#### [INFORMATION SHOWN]

----------

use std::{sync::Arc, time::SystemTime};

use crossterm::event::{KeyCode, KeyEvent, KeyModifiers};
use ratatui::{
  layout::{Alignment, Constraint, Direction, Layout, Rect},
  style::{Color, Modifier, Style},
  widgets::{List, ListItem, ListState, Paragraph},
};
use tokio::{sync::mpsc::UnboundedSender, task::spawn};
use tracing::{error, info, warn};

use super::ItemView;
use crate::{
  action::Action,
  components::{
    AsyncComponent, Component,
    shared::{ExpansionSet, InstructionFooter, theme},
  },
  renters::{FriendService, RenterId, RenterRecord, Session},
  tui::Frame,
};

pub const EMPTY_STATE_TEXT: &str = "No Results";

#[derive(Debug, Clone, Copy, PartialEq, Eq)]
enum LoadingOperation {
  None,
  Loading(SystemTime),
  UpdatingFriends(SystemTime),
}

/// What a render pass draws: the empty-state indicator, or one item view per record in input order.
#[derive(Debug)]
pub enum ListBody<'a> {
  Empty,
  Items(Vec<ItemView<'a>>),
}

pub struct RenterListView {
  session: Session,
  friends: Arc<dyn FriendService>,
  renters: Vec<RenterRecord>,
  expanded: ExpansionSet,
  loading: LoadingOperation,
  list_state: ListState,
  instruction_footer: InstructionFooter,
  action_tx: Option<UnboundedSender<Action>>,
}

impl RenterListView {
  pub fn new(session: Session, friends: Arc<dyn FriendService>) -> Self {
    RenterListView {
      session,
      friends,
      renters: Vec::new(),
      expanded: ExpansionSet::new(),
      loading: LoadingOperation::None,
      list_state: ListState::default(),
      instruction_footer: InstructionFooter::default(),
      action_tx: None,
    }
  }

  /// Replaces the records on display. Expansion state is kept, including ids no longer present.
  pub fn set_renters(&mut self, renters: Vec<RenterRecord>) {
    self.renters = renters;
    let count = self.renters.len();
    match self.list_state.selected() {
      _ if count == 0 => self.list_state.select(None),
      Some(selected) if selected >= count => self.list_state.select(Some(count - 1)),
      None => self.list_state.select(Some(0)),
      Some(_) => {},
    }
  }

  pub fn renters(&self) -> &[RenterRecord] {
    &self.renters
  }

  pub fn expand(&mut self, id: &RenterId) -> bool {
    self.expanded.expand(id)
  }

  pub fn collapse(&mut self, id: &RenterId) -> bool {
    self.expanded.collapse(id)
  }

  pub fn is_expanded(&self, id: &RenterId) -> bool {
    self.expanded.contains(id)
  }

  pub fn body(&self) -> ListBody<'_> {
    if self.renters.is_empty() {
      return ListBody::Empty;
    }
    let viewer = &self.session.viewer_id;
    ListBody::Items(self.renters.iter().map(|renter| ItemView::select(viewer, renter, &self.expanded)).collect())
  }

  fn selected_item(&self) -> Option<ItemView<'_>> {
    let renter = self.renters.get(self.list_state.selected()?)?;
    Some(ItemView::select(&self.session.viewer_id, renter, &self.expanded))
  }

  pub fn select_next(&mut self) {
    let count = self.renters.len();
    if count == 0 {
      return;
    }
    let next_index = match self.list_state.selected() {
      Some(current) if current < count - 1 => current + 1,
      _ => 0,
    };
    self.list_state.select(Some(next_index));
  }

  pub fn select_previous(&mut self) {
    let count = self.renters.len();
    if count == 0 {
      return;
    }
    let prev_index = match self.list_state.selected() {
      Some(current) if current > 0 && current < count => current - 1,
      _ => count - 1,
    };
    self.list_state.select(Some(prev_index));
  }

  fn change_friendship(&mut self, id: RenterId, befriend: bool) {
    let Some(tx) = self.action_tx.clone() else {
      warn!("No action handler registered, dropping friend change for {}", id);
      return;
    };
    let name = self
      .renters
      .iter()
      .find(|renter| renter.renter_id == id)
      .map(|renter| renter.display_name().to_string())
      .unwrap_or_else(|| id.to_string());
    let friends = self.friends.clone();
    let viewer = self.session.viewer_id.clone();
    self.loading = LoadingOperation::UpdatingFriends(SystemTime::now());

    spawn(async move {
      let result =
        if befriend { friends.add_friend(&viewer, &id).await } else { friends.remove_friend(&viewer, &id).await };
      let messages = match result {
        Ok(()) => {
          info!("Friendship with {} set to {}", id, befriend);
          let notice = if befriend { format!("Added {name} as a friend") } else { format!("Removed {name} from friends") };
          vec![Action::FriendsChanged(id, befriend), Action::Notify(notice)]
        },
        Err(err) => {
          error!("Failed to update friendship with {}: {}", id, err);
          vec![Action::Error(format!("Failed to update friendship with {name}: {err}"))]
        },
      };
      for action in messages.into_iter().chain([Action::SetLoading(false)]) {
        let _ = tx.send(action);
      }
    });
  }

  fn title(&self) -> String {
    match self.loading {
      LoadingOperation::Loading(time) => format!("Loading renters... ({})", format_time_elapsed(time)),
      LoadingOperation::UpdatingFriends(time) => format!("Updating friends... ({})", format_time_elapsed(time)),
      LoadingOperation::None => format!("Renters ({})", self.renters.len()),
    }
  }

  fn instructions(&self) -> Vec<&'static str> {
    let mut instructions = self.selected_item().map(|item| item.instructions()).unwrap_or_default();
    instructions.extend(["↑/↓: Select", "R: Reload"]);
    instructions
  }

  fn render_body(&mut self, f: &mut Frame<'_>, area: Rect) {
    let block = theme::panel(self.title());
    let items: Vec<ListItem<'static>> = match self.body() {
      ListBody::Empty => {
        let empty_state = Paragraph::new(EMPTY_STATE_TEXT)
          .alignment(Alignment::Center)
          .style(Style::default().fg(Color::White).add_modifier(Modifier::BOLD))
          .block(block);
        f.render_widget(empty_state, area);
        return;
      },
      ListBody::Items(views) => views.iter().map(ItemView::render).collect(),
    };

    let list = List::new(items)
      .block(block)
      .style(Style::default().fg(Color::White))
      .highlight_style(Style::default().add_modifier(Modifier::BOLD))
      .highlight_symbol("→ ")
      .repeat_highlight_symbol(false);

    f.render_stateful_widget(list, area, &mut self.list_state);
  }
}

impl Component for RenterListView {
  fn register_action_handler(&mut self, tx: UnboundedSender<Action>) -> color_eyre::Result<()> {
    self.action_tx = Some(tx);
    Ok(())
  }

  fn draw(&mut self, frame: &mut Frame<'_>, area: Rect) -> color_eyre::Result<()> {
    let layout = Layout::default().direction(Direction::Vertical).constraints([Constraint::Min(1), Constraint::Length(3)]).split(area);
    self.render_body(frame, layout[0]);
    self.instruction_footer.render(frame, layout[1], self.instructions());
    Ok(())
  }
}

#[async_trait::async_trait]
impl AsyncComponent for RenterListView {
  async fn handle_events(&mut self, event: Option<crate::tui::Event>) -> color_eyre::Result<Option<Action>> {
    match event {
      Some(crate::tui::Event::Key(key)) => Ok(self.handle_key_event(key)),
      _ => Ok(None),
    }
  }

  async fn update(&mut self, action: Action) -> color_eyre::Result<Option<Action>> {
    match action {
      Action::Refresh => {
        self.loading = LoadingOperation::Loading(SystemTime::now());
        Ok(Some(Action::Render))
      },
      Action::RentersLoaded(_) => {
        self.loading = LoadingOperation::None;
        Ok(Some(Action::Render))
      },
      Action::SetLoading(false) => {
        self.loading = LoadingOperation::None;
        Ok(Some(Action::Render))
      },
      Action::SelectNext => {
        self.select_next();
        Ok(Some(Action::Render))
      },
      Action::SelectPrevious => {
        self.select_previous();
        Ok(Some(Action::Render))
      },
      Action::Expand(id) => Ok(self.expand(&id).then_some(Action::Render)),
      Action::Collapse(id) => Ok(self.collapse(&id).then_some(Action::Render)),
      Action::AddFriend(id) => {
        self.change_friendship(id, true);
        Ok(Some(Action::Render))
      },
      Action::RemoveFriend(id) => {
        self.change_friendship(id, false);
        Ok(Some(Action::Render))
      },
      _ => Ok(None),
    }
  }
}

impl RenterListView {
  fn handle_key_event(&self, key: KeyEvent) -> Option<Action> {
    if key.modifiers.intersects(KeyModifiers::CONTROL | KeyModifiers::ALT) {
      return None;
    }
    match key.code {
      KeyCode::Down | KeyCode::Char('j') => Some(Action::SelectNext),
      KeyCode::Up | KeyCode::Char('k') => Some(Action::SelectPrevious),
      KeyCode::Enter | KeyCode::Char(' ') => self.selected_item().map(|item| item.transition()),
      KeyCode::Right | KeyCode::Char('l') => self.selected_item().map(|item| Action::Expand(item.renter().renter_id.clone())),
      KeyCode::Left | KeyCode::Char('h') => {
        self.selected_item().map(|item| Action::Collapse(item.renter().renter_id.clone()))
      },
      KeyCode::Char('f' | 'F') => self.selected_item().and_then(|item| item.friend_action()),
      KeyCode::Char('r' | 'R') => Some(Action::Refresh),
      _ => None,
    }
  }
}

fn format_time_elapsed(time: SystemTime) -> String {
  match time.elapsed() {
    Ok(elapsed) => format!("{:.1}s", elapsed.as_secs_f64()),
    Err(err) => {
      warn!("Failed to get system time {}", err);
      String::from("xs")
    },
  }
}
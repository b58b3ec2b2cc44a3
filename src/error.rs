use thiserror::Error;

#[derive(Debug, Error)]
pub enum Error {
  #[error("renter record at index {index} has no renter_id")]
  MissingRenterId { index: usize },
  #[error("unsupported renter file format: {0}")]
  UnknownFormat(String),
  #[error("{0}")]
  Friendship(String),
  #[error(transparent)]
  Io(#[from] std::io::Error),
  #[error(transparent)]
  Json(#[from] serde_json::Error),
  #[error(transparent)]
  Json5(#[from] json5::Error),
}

----------

#### [INSTRUCTIONS TO FOLLOW]
Among the records above, which lines hold the word "RenterRecord"? Copy each one.

#### [ANSWER TO THE EXERCISE]
  renters::{FriendService, RenterId, RenterRecord, Session},
  renters: Vec<RenterRecord>,
  pub fn set_renters(&mut self, renters: Vec<RenterRecord>) {
  pub fn renters(&self) -> &[RenterRecord] {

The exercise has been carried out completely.